** Saved entries **
━━━
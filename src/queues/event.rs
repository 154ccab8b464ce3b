use crate::error::{Result, SimError};
use crate::helpers::float_binaryheap::FloatBinaryHeap;
use crate::queues::JobId;

#[derive(Clone, Copy, Debug, PartialEq, Eq)]
pub enum EventKind {
    Arrival,
    Departure,
}

#[derive(Clone, Copy, Debug, PartialEq)]
pub struct Event {
    pub kind: EventKind,
    pub time: f64,
    pub job: JobId,
}

impl Event {
    pub fn arrival(time: f64, job: JobId) -> Self {
        Event { kind: EventKind::Arrival, time, job }
    }

    pub fn departure(time: f64, job: JobId) -> Self {
        Event { kind: EventKind::Departure, time, job }
    }
}

/// Pending events, earliest first; simultaneous events leave in insertion order.
#[derive(Default)]
pub struct EventQueue {
    heap: FloatBinaryHeap<Event>,
}

impl EventQueue {
    pub fn new() -> Self {
        EventQueue { heap: FloatBinaryHeap::new() }
    }

    pub fn insert(&mut self, event: Event) -> Result<()> {
        if !(event.time >= 0.) {
            return Err(SimError::InvalidEventTime { time: event.time, job: event.job });
        }
        self.heap.push(event.time, event)
            .map_err(|_| SimError::InvalidEventTime { time: event.time, job: event.job })
    }

    pub fn pop_earliest(&mut self) -> Option<Event> {
        self.heap.pop().map(|(_, e)| e)
    }

    pub fn is_empty(&self) -> bool {
        self.heap.is_empty()
    }

    pub fn len(&self) -> usize {
        self.heap.len()
    }
}

#[cfg(test)]
mod tests {
    use super::*;

    #[test]
    fn pops_in_time_then_insertion_order() {
        let mut q = EventQueue::new();
        q.insert(Event::departure(2., 0)).unwrap();
        q.insert(Event::arrival(1., 1)).unwrap();
        q.insert(Event::arrival(2., 2)).unwrap();
        q.insert(Event::departure(1., 3)).unwrap();

        let order: Vec<JobId> = std::iter::from_fn(|| q.pop_earliest()).map(|e| e.job).collect();
        assert_eq!(order, vec![1, 3, 0, 2]);
        assert!(q.is_empty());
        assert_eq!(q.pop_earliest(), None);
    }

    #[test]
    fn rejects_negative_and_nan_times() {
        let mut q = EventQueue::new();
        assert!(matches!(q.insert(Event::arrival(-0.5, 0)), Err(SimError::InvalidEventTime { .. })));
        assert!(q.insert(Event::arrival(f64::NAN, 0)).is_err());
        assert!(q.is_empty());
    }
}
━━━
** Brief **
Transcribe every entry exactly as it reads.

** Result of the exercise **
filename src/queues/event.rs
repository 154ccab8b464ce3b
use crate::error::{Result, SimError};
use crate::helpers::float_binaryheap::FloatBinaryHeap;
use crate::queues::JobId;

#[derive(Clone, Copy, Debug, PartialEq, Eq)]
pub enum EventKind {
    Arrival,
    Departure,
}

#[derive(Clone, Copy, Debug, PartialEq)]
pub struct Event {
    pub kind: EventKind,
    pub time: f64,
    pub job: JobId,
}

impl Event {
    pub fn arrival(time: f64, job: JobId) -> Self {
        Event { kind: EventKind::Arrival, time, job }
    }

    pub fn departure(time: f64, job: JobId) -> Self {
        Event { kind: EventKind::Departure, time, job }
    }
}

/// Pending events, earliest first; simultaneous events leave in insertion order.
#[derive(Default)]
pub struct EventQueue {
    heap: FloatBinaryHeap<Event>,
}

impl EventQueue {
    pub fn new() -> Self {
        EventQueue { heap: FloatBinaryHeap::new() }
    }

    pub fn insert(&mut self, event: Event) -> Result<()> {
        if !(event.time >= 0.) {
            return Err(SimError::InvalidEventTime { time: event.time, job: event.job });
        }
        self.heap.push(event.time, event)
            .map_err(|_| SimError::InvalidEventTime { time: event.time, job: event.job })
    }

    pub fn pop_earliest(&mut self) -> Option<Event> {
        self.heap.pop().map(|(_, e)| e)
    }

    pub fn is_empty(&self) -> bool {
        self.heap.is_empty()
    }

    pub fn len(&self) -> usize {
        self.heap.len()
    }
}

#[cfg(test)]
mod tests {
    use super::*;

    #[test]
    fn pops_in_time_then_insertion_order() {
        let mut q = EventQueue::new();
        q.insert(Event::departure(2., 0)).unwrap();
        q.insert(Event::arrival(1., 1)).unwrap();
        q.insert(Event::arrival(2., 2)).unwrap();
        q.insert(Event::departure(1., 3)).unwrap();

        let order: Vec<JobId> = std::iter::from_fn(|| q.pop_earliest()).map(|e| e.job).collect();
        assert_eq!(order, vec![1, 3, 0, 2]);
        assert!(q.is_empty());
        assert_eq!(q.pop_earliest(), None);
    }

    #[test]
    fn rejects_negative_and_nan_times() {
        let mut q = EventQueue::new();
        assert!(matches!(q.insert(Event::arrival(-0.5, 0)), Err(SimError::InvalidEventTime { .. })));
        assert!(q.insert(Event::arrival(f64::NAN, 0)).is_err());
        assert!(q.is_empty());
    }
}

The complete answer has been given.